Tara Smith’s parents are super strict with all their rules and routines, and Tara is a dutiful daughter. Rule #1: No friends her own age. Rule #2: keep her bracelet on, or else. But when she breaks her routine―and then loses her bracelet―she’s in trouble.

Now outed as an extraterrestrial after wielding fire and losing her humanoid form, Tara is captured by the government. She’s given two options: get shipped far away where she won’t be a danger to anyone or stay on Earth and join a school for other extraterrestrial girls like her.

Things at the school aren’t easy―especially for the girl whose only friends were textbooks. But Tara’s goal to learn how to control her powers is soon sidelined by the discovery that the people she’s called Mom and Dad all these years aren’t her parents. With her not-parents still out there, Tara must rely on others for the first time to figure out who she really is before she’s kidnapped a second time.

Kirkus starred.

  • Genre(s): graphic novel, science fiction
  • Recommended for: Grades 4-7
  • Themes: strict parents, extraterrestrial beings, humanoids, aliens, schools, powers, kidnappings, roommates, racism

The Forest of Stars by Heather Kassner (Author) and Iz Ptika (Illustrator)

Left all alone after her mother passes away, twelve-year-old Louisa LaRoche watches the sky for her father. Long ago, a powerful gust of wind swept through town, stealing him away on the wings of his untamed magic―the same magic that stirs within Louisa. As if she is made of hollow bones and too much air, her feet never quite touch the ground.

But for all her sky gazing, Louisa finds her fortune on the leaf-strewn street when she spots a gleaming black-and-gold invitation―a ticket to the Carnival Beneath the Stars. If her father fits in nowhere else, maybe she’ll find him there, dazzling crowds alongside the other strange and wonderful feats. Only, soon after she arrives, a tightrope act ends disastrously―and suspiciously. As fate tugs Louisa closer to the stars, she must decide if she’s willing to slip into the injured performer’s role, despite the darkness plucking at the carnival’s magical threads.
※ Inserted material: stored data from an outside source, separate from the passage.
//! Decomposition of `srcset` values into literal text and path references.
//!
//! `"image.png 2x, https://cdn/x.png 3x"` becomes a template with one
//! substitution for `./image.png` and the literal runs `""` and
//! `" 2x, https://cdn/x.png 3x"`.

use std::fmt::Write;

use crate::path::{ResourceReference, is_rewritable};
use crate::srcset::{self, CandidateListEntry};

/// How a `srcset` value should be rewritten.
#[derive(Debug, Clone, PartialEq, Eq)]
pub enum CandidateListRewrite {
    /// A single plain path: the value becomes a bare reference to its import.
    Collapsed(String),
    /// Literal runs interleaved with path references.
    Template(TemplateParts),
}

/// `quasis[0] ${paths[0]} quasis[1] ... ${paths[n-1]} quasis[n]`
#[derive(Debug, Clone, PartialEq, Eq)]
pub struct TemplateParts {
    /// Literal text runs, always one more than `paths`.
    pub quasis: Vec<String>,
    /// Resolved paths, in order of appearance.
    pub paths: Vec<String>,
}

/// Decompose a `srcset` value.
///
/// Returns `None` when no candidate is rewritable, or when any candidate is
/// malformed, in which case the value must be left exactly as authored.
pub fn decompose_list(value: &str) -> Option<CandidateListRewrite> {
    let entries = srcset::parse_complete(value)?;

    if let [entry] = entries.as_slice()
        && !entry.has_descriptors()
        && is_rewritable(&entry.url)
    {
        let reference = ResourceReference::decompose(&entry.url);
        if !reference.has_suffix() {
            return Some(CandidateListRewrite::Collapsed(reference.resolved_path));
        }
    }

    let mut quasis = Vec::new();
    let mut paths = Vec::new();
    let mut raw = String::new();
    let last = entries.len().saturating_sub(1);

    for (index, entry) in entries.iter().enumerate() {
        if is_rewritable(&entry.url) {
            let reference = ResourceReference::decompose(&entry.url);
            quasis.push(std::mem::replace(&mut raw, reference.suffix));
            paths.push(reference.resolved_path);
        } else {
            raw.push_str(&entry.url);
        }

        push_descriptors(&mut raw, entry);
        if index < last {
            raw.push_str(", ");
        }
    }

    if paths.is_empty() {
        return None;
    }

    quasis.push(raw);
    Some(CandidateListRewrite::Template(TemplateParts { quasis, paths }))
}

/// Append ` {d}x`, ` {w}w` and ` {h}h` in that order, each only if present.
fn push_descriptors(raw: &mut String, entry: &CandidateListEntry) {
    if let Some(density) = entry.density {
        let _ = write!(raw, " {density}x");
    }
    if let Some(width) = entry.width {
        let _ = write!(raw, " {width}w");
    }
    if let Some(height) = entry.height {
        let _ = write!(raw, " {height}h");
    }
}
Kirkus starred. Contains black and white line drawings. Pair with Law’s Savvy, or for YA readers, Garber’s Caraval trilogy.

  • Genre(s): fantasy
  • Recommended for: Grades 3-7
  • Themes: grief, death of mother, missing father, magic, carnivals, levitation, found families, red herrings

Agent Moose by Mo O’Hara (Author), Jess Bradley (Illustrator)

Agent Moose, book 1. Something fishy is going on at the South Shore. Folks just disappear and are never seen again. But when Agent Moose learns that a key witness has gone missing, he and Owlfred ride to the rescue. Will they find the missing turtle before time runs out?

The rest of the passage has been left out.